And now for some not-so-good news...
Yesterday was so thoroughly excellent that I could not bear to discuss the less than positive aspects which evolved. Today it seems appropriate to share it with you.
The first thing I noticed during preflight preparations was that the trim wheel was definitely behaving differently than before. It operated the stabilator properly, but the feel was way off, seeming clunky and harsh. I made a mental note of it, and continued with the flight. In the air, the trim wheel was very much more difficult to operate, although it would respond properly. It just needed a lot more muscle to get the desired results. We definitely need to work on this back on the ground. Not a major thing, but...

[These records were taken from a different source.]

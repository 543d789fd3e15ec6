//! Deterministic planner prompt assembly.
//!
//! The envelope is fixed: a system section with the hard output
//! requirements, a context section with the compressed enrichment, and a
//! story-requirements section with the caller's brief. Identical inputs
//! produce byte-identical prompts.

use std::fmt::Write;

use serde::{Deserialize, Serialize};

use recut_models::format_seconds;

use crate::compressor::CompressedContext;

/// The caller's story brief.
#[derive(Debug, Clone, Serialize, Deserialize)]
pub struct StoryRequest {
    /// Free-form story prompt (required)
    pub story_prompt: String,
    #[serde(skip_serializing_if = "Option::is_none")]
    pub summary: Option<String>,
    #[serde(skip_serializing_if = "Option::is_none")]
    pub target_audience: Option<String>,
    #[serde(skip_serializing_if = "Option::is_none")]
    pub tone: Option<String>,
    #[serde(skip_serializing_if = "Option::is_none")]
    pub key_message: Option<String>,
    #[serde(default, skip_serializing_if = "Vec::is_empty")]
    pub style_preferences: Vec<String>,
    /// Desired output length as a fraction of the source duration
    pub desired_length_pct: f64,
    /// Tolerance band around the target, as a fraction of the target
    #[serde(default = "default_tolerance")]
    pub tolerance_pct: f64,
    /// Reject instead of warn when coverage misses the band
    #[serde(default)]
    pub strict_coverage: bool,
}

fn default_tolerance() -> f64 {
    0.10
}

/// The assembled prompt.
#[derive(Debug, Clone, PartialEq)]
pub struct PromptEnvelope {
    pub system: String,
    pub user: String,
}

impl StoryRequest {
    /// Target Keep duration in seconds for a given source duration.
    pub fn target_seconds(&self, duration: f64) -> f64 {
        self.desired_length_pct * duration
    }

    /// Tolerance band half-width in seconds.
    pub fn tolerance_seconds(&self, duration: f64) -> f64 {
        self.target_seconds(duration) * self.tolerance_pct
    }
}

/// Build the planner envelope.
pub fn build_envelope(
    context: &CompressedContext,
    request: &StoryRequest,
    duration: f64,
) -> PromptEnvelope {
    let target = request.target_seconds(duration);
    let tolerance = request.tolerance_seconds(duration);

    let system = format!(
        "You are an expert video editor planning a story-driven re-edit.\n\
         \n\
         HARD REQUIREMENTS:\n\
         1. Output exactly one JSON object, no prose before or after it.\n\
         2. The object has keys: story_arc, key_moments, edl, transitions, recommendations.\n\
         3. story_arc = {{\"hook_t\": <s>, \"climax_t\": <s>, \"resolution_t\": <s>}}, strictly increasing.\n\
         4. edl = list of {{\"start\": <s>, \"end\": <s>, \"kind\": \"keep\"|\"skip\"|\"transition\", \"reason\": <str>}}.\n\
         5. Every timestamp lies within [0, {duration:.3}] seconds of the source timeline.\n\
         6. The summed duration of \"keep\" segments must be {target:.1}s, within a tolerance of {tolerance:.1}s.\n\
         7. Only use timestamps grounded in the provided context; never invent moments.\n",
        duration = duration,
        target = target,
        tolerance = tolerance,
    );

    let mut user = String::new();
    let _ = writeln!(user, "VIDEO CONTEXT:");
    let _ = writeln!(user, "Duration: {:.2} seconds", duration);
    let _ = writeln!(
        user,
        "Provided: {} of {} frames, {} of {} scenes, {} of {} transcript segments (uniformly and importance sampled).",
        context.summary.sampled_frames,
        context.summary.total_frames,
        context.summary.sampled_scenes,
        context.summary.total_scenes,
        context.summary.sampled_segments,
        context.summary.total_segments,
    );

    if let Some(summary) = &request.summary {
        let _ = writeln!(user, "\nSUMMARY:\n{}", summary);
    }

    let _ = writeln!(user, "\nSTORY REQUIREMENTS:");
    let _ = writeln!(user, "Story prompt: {}", request.story_prompt);
    if let Some(audience) = &request.target_audience {
        let _ = writeln!(user, "Target audience: {}", audience);
    }
    if let Some(tone) = &request.tone {
        let _ = writeln!(user, "Tone: {}", tone);
    }
    if let Some(message) = &request.key_message {
        let _ = writeln!(user, "Key message: {}", message);
    }
    if !request.style_preferences.is_empty() {
        let _ = writeln!(user, "Style preferences: {}", request.style_preferences.join(", "));
    }
    let _ = writeln!(
        user,
        "Desired length: {:.0}% of source ({:.1}s, tolerance {:.1}s)",
        request.desired_length_pct * 100.0,
        target,
        tolerance,
    );

    if !context.frames.is_empty() {
        let _ = writeln!(user, "\nVISUAL CONTENT (frame descriptions):");
        for f in &context.frames {
            let _ = writeln!(user, "[{}] {}", format_seconds(f.t), f.description);
        }
    }

    if !context.scenes.is_empty() {
        let _ = writeln!(user, "\nSCENES:");
        for s in &context.scenes {
            let _ = writeln!(
                user,
                "{} - {}: {}",
                format_seconds(s.start),
                format_seconds(s.end),
                s.description.as_deref().unwrap_or("(no description)"),
            );
        }
    }

    if !context.transcript.is_empty() {
        let _ = writeln!(user, "\nSPEECH (transcript):");
        for seg in &context.transcript {
            let _ = writeln!(
                user,
                "{} - {}: {}",
                format_seconds(seg.start),
                format_seconds(seg.end),
                seg.text.trim(),
            );
        }
    }

    let _ = writeln!(
        user,
        "\nTASK:\nPlan the re-edit as the required JSON object. Anchor the hook early, place the climax at the narrative peak, and close with a resolution."
    );

    PromptEnvelope { system, user }
}

#[cfg(test)]
mod tests {
    use super::*;
    use crate::compressor::{Compressor, CompressorConfig};
    use recut_models::TranscriptSegment;

    fn request() -> StoryRequest {
        StoryRequest {
            story_prompt: "make it exciting".into(),
            summary: None,
            target_audience: Some("creators".into()),
            tone: None,
            key_message: None,
            style_preferences: vec!["fast cuts".into()],
            desired_length_pct: 0.3,
            tolerance_pct: 0.10,
            strict_coverage: false,
        }
    }

    fn context() -> CompressedContext {
        let c = Compressor::new(CompressorConfig::default());
        let segments = vec![TranscriptSegment {
            start: 0.0,
            end: 5.0,
            text: "welcome to the show".into(),
            confidence: None,
            words: Vec::new(),
        }];
        c.compress(&[], &[], &segments, 100.0, &[])
    }

    #[test]
    fn test_envelope_is_deterministic() {
        let ctx = context();
        let req = request();
        let a = build_envelope(&ctx, &req, 100.0);
        let b = build_envelope(&ctx, &req, 100.0);
        assert_eq!(a, b);
    }

    #[test]
    fn test_envelope_carries_target_window() {
        let env = build_envelope(&context(), &request(), 100.0);
        // 30% of 100 s, 10% tolerance.
        assert!(env.system.contains("30.0s"));
        assert!(env.system.contains("3.0s"));
        assert!(env.user.contains("Desired length: 30% of source"));
    }

    #[test]
    fn test_envelope_includes_sampling_counts() {
        let env = build_envelope(&context(), &request(), 100.0);
        assert!(env.user.contains("1 of 1 transcript segments"));
        assert!(env.user.contains("welcome to the show"));
    }

    #[test]
    fn test_target_maths() {
        let req = request();
        assert!((req.target_seconds(200.0) - 60.0).abs() < 1e-9);
        assert!((req.tolerance_seconds(200.0) - 6.0).abs() < 1e-9);
    }
}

As soon as I switched on the avionics, it was evident that the HSI (Horizontal Situation Indicator) was toast. This device is a gyro-stabilized compass which also gives me a visual CDI (Course Deviation Indicator) readout from my GPS (Global Positioning System) as well as my second VOR (Very high frequency Omni Range). Now all of this alphabet soup of acronyms means nothing except that without this critter, you can't tell where you're going!! Well, you can actually, because there is a wet compass as a backup, and there is one other VOR on the panel, (I even have a VOR in my backup hand held radio, now that I think of it). So I wouldn't get lost without my HSI, but it is sure one of the sweeter instruments on my panel, and I will not be leaving Paris without this one repaired. Carl figures that it got bounced around too much on the train ride from Detroit to Montreal, before being loaded onto the ship to France.
And then there is the tail wheel. For the first time ever, it shimmied on landing. I couldn't believe it. I have heard of other Wacos doing this, but mine was always so smooth. Carl said he would have another entire tail wheel assembly shipped in from the factory, and he would put it on himself. Class act!
So the plane has demonstrated a few complaints after being mistreated and ignored and stuck in a box for more than a month. I suppose I would too.
But what's going on with ME? For about a week I have been noticing a slight tightness in my throat, which I attributed to the constant presence of cigarette smoke everywhere around here. I just figured I would get used to it and the scratchy throat would go away. Not! Two days ago, it was really bad in the morning, then got better at the end of the day. Yesterday, it was ok in the morning, so I thought I was on the mend. Not!
Yesterday's perfect day of flying took its toll. The air was chilly and wet, and my coat collar was not tight enough to keep out the cold. By the end of the flight I was very hoarse, almost inaudible without shouting on the radio. By the end of the day I had lost my voice completely, and this condition has continued throughout today. For the first time in my life, I am mute. I'm a mime! If there is any consolation in all this it is that I cannot speak the language anyway, so why bother. Another consolation is that the plane is locked up in the display area, so I couldn't fly it even if I could speak.
So my biplane and I are both suffering from some minor ailments, and we will work on getting fixed up over the next few days.
While I was out today, dealing with some of the red tape involved with the air show, I tried to get a little sleep in the back of the rental car while Carl waited in line to get exhibitor badges. My rest was rudely interrupted with the sound of some of the most powerful jet engines produced by man, flying just a few feet over the roof of the car. Then I noticed that we were parked at the approach end of the main runway at LeBourget. Can anyone identify this fighter jet?
I hope your Friday the Thirteenth is going better than mine. Thanks for being there. It helps to have someone to talk to, especially when you have lost your voice!